Fatal shooting of five people at Pittsburgh party was planned

Handgun used to steer victims towards porch where second gunman used AK-47-style rifle

The fatal shooting of five people, including a pregnant woman, at a Pittsburgh garden party was a planned, calculated attack, prosecutors have said.

One of the gunmen used a handgun to steer the victims towards the house's porch, said Allegheny County district attorney Stephen Zappala, where a second gunman picked them off with an AK-47-style rifle. He said the victims were shot in the head.

The five were killed late on Wednesday during the party in Wilkinsburg. Two others are in a critical condition.

Mr Zappala said as many as 15 people had been at the party and that police are searching for at least two suspects. The motive is not known.


Earlier, a medical examiner released the identities of the five people killed in the shooting.

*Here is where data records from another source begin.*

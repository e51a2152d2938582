//! Deck mutations, written once against [`SlideTx`].
//!
//! Each function runs inside a transaction opened by the backend. Returning
//! `Err` from any of them makes the backend discard every write made so far;
//! only `Ok` results are committed.

use deckstore_core::anchor::{self, Mutation};
use deckstore_core::position::{self, PositionEntry, WritePlan};
use deckstore_core::{
    DeckId, Direction, FieldMap, NewSlide, Slide, SlideId, SlideKind, TitleFields, ANCHOR_POSITION,
};

use crate::config::StoreConfig;
use crate::error::{Result, StoreError};
use crate::tx::{InsertSlide, SlideTx};

/// Replace a deck with a title slide followed by `items` in order.
///
/// Returns the number of slides created, title slide included.
pub fn create_deck<T: SlideTx + ?Sized>(
    tx: &mut T,
    config: &StoreConfig,
    deck: &DeckId,
    title: &TitleFields,
    items: &[NewSlide],
) -> Result<usize> {
    validate_items(items)?;

    let removed = tx.clear_deck(deck)?;
    tx.insert_slide(deck, &InsertSlide::title(title), i64::from(ANCHOR_POSITION))?;

    let mut ids: Vec<SlideId> = Vec::with_capacity(items.len());
    for (index, item) in items.iter().enumerate() {
        let parent_id = match item.parent {
            Some(parent) => Some(*ids.get(parent).ok_or_else(|| {
                StoreError::InvalidData(format!("item {} has unresolved parent {}", index, parent))
            })?),
            None => None,
        };
        let position = i64::from(ANCHOR_POSITION) + 1 + index as i64;
        ids.push(tx.insert_slide(deck, &InsertSlide::from_new(item, parent_id), position)?);
    }

    verify(tx, config, deck)?;

    let created = items.len() + 1;
    tracing::debug!(deck = %deck, removed, created, "Created deck");
    Ok(created)
}

/// Insert a child slide after the last existing child of `parent_id`.
pub fn append_child<T: SlideTx + ?Sized>(
    tx: &mut T,
    config: &StoreConfig,
    deck: &DeckId,
    parent_id: SlideId,
) -> Result<Slide> {
    let parent = tx
        .slide(parent_id)?
        .filter(|s| &s.deck_id == deck)
        .ok_or_else(|| StoreError::NotFound(format!("slide {} in deck {}", parent_id, deck)))?;

    let snapshot = snapshot(tx, deck)?;
    let at = position::insertion_point_after_last_child_of(&snapshot, parent.id)?;

    let shift = position::shift_for_insert(&snapshot, at);
    apply(tx, &shift)?;
    let id = tx.insert_slide(deck, &InsertSlide::child_of(&parent), i64::from(at))?;

    verify(tx, config, deck)?;

    tracing::debug!(
        deck = %deck,
        parent = %parent_id,
        slide = %id,
        position = at,
        shifted = shift.final_positions().len(),
        "Appended child slide"
    );
    reload(tx, id)
}

/// Apply the allowed subset of `fields` to a slide.
///
/// Unknown fields and fields not editable for the slide's kind are ignored;
/// an empty result is a successful no-op.
pub fn update_fields<T: SlideTx + ?Sized>(
    tx: &mut T,
    id: SlideId,
    fields: &FieldMap,
) -> Result<Slide> {
    let slide = tx
        .slide(id)?
        .ok_or_else(|| StoreError::NotFound(format!("slide {}", id)))?;

    let updates = slide.kind.filter_fields(fields);
    if updates.is_empty() {
        tracing::debug!(slide = %id, requested = fields.len(), "No editable fields in update");
        return Ok(slide);
    }

    for (field, value) in &updates {
        tx.set_field(id, *field, value)?;
    }

    tracing::debug!(
        slide = %id,
        applied = updates.len(),
        requested = fields.len(),
        "Updated slide fields"
    );
    reload(tx, id)
}

/// Delete a slide and close the gap it leaves.
///
/// Returns the deleted slide as it was before removal.
pub fn delete_slide<T: SlideTx + ?Sized>(
    tx: &mut T,
    config: &StoreConfig,
    id: SlideId,
) -> Result<Slide> {
    let slide = tx
        .slide(id)?
        .ok_or_else(|| StoreError::NotFound(format!("slide {}", id)))?;

    if let Err(violation) = anchor::guard(slide.kind, Mutation::Delete) {
        tracing::warn!(slide = %id, deck = %slide.deck_id, "Rejected delete of title slide");
        return Err(violation.into());
    }

    let snapshot = snapshot(tx, &slide.deck_id)?;
    tx.remove_slide(id)?;
    let close = position::close_gap_for_delete(&snapshot, slide.position);
    apply(tx, &close)?;

    verify(tx, config, &slide.deck_id)?;

    tracing::debug!(
        deck = %slide.deck_id,
        slide = %id,
        position = slide.position,
        shifted = close.final_positions().len(),
        "Deleted slide"
    );
    Ok(slide)
}

/// Swap a slide with its neighbour in `direction`.
pub fn move_slide<T: SlideTx + ?Sized>(
    tx: &mut T,
    config: &StoreConfig,
    id: SlideId,
    direction: Direction,
) -> Result<Slide> {
    let slide = tx
        .slide(id)?
        .ok_or_else(|| StoreError::NotFound(format!("slide {}", id)))?;

    if let Err(violation) = anchor::guard(slide.kind, Mutation::Move) {
        tracing::warn!(slide = %id, deck = %slide.deck_id, "Rejected move of title slide");
        return Err(violation.into());
    }

    let out_of_range = || StoreError::OutOfRange { id, direction };
    let target = direction.neighbour_of(slide.position).ok_or_else(out_of_range)?;
    let slides = tx.deck_slides(&slide.deck_id)?;
    let neighbour = slides
        .iter()
        .find(|s| s.position == target)
        .ok_or_else(out_of_range)?;

    if let Err(violation) = anchor::guard(neighbour.kind, Mutation::Displace) {
        tracing::warn!(
            slide = %id,
            deck = %slide.deck_id,
            ?direction,
            "Rejected move displacing title slide"
        );
        return Err(violation.into());
    }

    let plan = position::swap(&PositionEntry::from(&slide), &PositionEntry::from(neighbour));
    apply(tx, &plan)?;

    verify(tx, config, &slide.deck_id)?;

    tracing::debug!(
        deck = %slide.deck_id,
        slide = %id,
        neighbour = %neighbour.id,
        from = slide.position,
        to = target,
        "Moved slide"
    );
    reload(tx, id)
}

fn validate_items(items: &[NewSlide]) -> Result<()> {
    for (index, item) in items.iter().enumerate() {
        if anchor::is_protected(item.kind) {
            return Err(StoreError::PermissionDenied(format!(
                "item {} is a title slide; a deck has exactly one, created from the title fields",
                index
            )));
        }
        if let Some(parent) = item.parent {
            if parent >= index {
                return Err(StoreError::InvalidData(format!(
                    "item {} names parent {}, which is not an earlier item",
                    index, parent
                )));
            }
        }
    }
    Ok(())
}

fn snapshot<T: SlideTx + ?Sized>(tx: &T, deck: &DeckId) -> Result<Vec<PositionEntry>> {
    Ok(tx.deck_slides(deck)?.iter().map(PositionEntry::from).collect())
}

fn apply<T: SlideTx + ?Sized>(tx: &mut T, plan: &WritePlan) -> Result<()> {
    for write in plan.writes() {
        tx.set_position(write.id, write.position)?;
    }
    Ok(())
}

fn reload<T: SlideTx + ?Sized>(tx: &T, id: SlideId) -> Result<Slide> {
    tx.slide(id)?.ok_or_else(|| {
        StoreError::InvariantViolation(format!("slide {} vanished mid-operation", id))
    })
}

/// Check density and the title slide's position before commit.
fn verify<T: SlideTx + ?Sized>(tx: &T, config: &StoreConfig, deck: &DeckId) -> Result<()> {
    if !config.verify_density {
        return Ok(());
    }

    let rows = tx.deck_positions(deck)?;
    let result = position::check_density(rows.iter().map(|(p, _)| *p))
        .map_err(StoreError::from)
        .and_then(|()| {
            let titles: Vec<i64> = rows
                .iter()
                .filter(|(_, kind)| *kind == SlideKind::Title)
                .map(|(p, _)| *p)
                .collect();
            match titles.as_slice() {
                [] if rows.is_empty() => Ok(()),
                [p] if *p == i64::from(ANCHOR_POSITION) => Ok(()),
                _ => Err(StoreError::InvariantViolation(format!(
                    "title slide positions {:?}, expected exactly one at {}",
                    titles, ANCHOR_POSITION
                ))),
            }
        });

    if let Err(e) = &result {
        tracing::error!(deck = %deck, error = %e, "Deck invariant broken; rolling back");
    }
    result
}

#[cfg(test)]
mod tests {
    use super::*;
    use crate::memory::MemoryTable;

    fn items(n: usize) -> Vec<NewSlide> {
        (0..n)
            .map(|i| NewSlide::jep(format!("{}", 400 + i), format!("JEP {}", i), None))
            .collect()
    }

    #[test]
    fn test_validate_rejects_title_item() {
        let mut bad = items(1);
        bad[0].kind = SlideKind::Title;
        assert!(matches!(validate_items(&bad), Err(StoreError::PermissionDenied(_))));
    }

    #[test]
    fn test_validate_rejects_forward_parent() {
        let mut bad = items(2);
        bad[0].parent = Some(1);
        assert!(matches!(validate_items(&bad), Err(StoreError::InvalidData(_))));

        let mut own = items(1);
        own[0].parent = Some(0);
        assert!(matches!(validate_items(&own), Err(StoreError::InvalidData(_))));
    }

    #[test]
    fn test_verify_detects_gap() {
        let config = StoreConfig::default();
        let deck = DeckId::from("d");
        let mut table = MemoryTable::default();
        table
            .insert_slide(&deck, &InsertSlide::title(&TitleFields::new("T", None)), 1)
            .unwrap();
        table
            .insert_slide(&deck, &InsertSlide::from_new(&items(1)[0], None), 3)
            .unwrap();

        assert!(matches!(
            verify(&table, &config, &deck),
            Err(StoreError::InvariantViolation(_))
        ));
        assert!(verify(&table, &StoreConfig { verify_density: false, ..config }, &deck).is_ok());
    }

    #[test]
    fn test_verify_detects_misplaced_title() {
        let deck = DeckId::from("d");
        let mut table = MemoryTable::default();
        table
            .insert_slide(&deck, &InsertSlide::from_new(&items(1)[0], None), 1)
            .unwrap();
        table
            .insert_slide(&deck, &InsertSlide::title(&TitleFields::new("T", None)), 2)
            .unwrap();

        assert!(matches!(
            verify(&table, &StoreConfig::default(), &deck),
            Err(StoreError::InvariantViolation(_))
        ));
    }

    #[test]
    fn test_create_deck_links_parents() {
        let deck = DeckId::from("d");
        let mut table = MemoryTable::default();
        let batch = vec![
            NewSlide::jep("444", "Virtual Threads", None),
            NewSlide::example(Some("444".into()), "JEP 444 Example 1", "Thread.ofVirtual()", 0),
        ];

        let created = create_deck(
            &mut table,
            &StoreConfig::default(),
            &deck,
            &TitleFields::new("JAVA 21", None),
            &batch,
        )
        .unwrap();
        assert_eq!(created, 3);

        let slides = table.deck_slides(&deck).unwrap();
        assert_eq!(slides[2].parent_id, Some(slides[1].id));
        assert_eq!(slides[2].position, 3);
    }
}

The victims were 35-year-old Jerry Shelton, 37-year-old Tina Shelton, 27-year-old Brittany Powell, 25-year-old Chanetta Powell and 26-year-old Shada Mahone.

The medical examiner said Mr Shelton and the Powells were siblings.

A neighbour said he saw at least three children run onto the porch screaming “Mommy! Mommy!” after the shooting.

Robert Morris, a 15-year-old who lives across the street from the home, said it was "terrible".

He and his father, Carl Morris, said a black Labrador retriever that had been shot in the tail ran to their house after the shooting.

They said a young woman and her child lived at the home.

Another neighbour, Mike Jones, said violence is rare in the neighbourhood.

The Allegheny County Police Department said the motive for the fatal shootings was still unknown.

A 41-year-old woman who was wounded in the shooting was treated and released from a local hospital, according to a hospital spokesman. Two males remain hospitalised in critical condition, officials said.

One of the dead, Tina Shelton, was a mother of five who held down three jobs and was encouraged by family members to attend the barbecue as a way to relax after work, her father Vernes Pugh and other relatives told local station WPXI-TV.

The killings in Wilkinsburg, a borough of about 15,000 mostly lower and middle-income residents, is the latest in a series of mass shootings that have made gun control a matter of heated debate in the US.

"Wilkinsburg is a community filled with grief, shock and anger this morning," Allegheny County Executive Rich Fitzgerald said in a statement on Thursday.

“As a community, we must say enough is enough, and providing information on this senseless shooting can be our first step to stopping the violence in our communities.”

The shooting generated more than 10,000 messages on Twitter, with many expressing outrage over gun violence.

"Woke up to the terrible news about the Wilkinsburg shooting," US congressman Mike Doyle, who represents the Pennsylvania district that includes Wilkinsburg, tweeted.

“My prayers are with the families and friends of the victims.”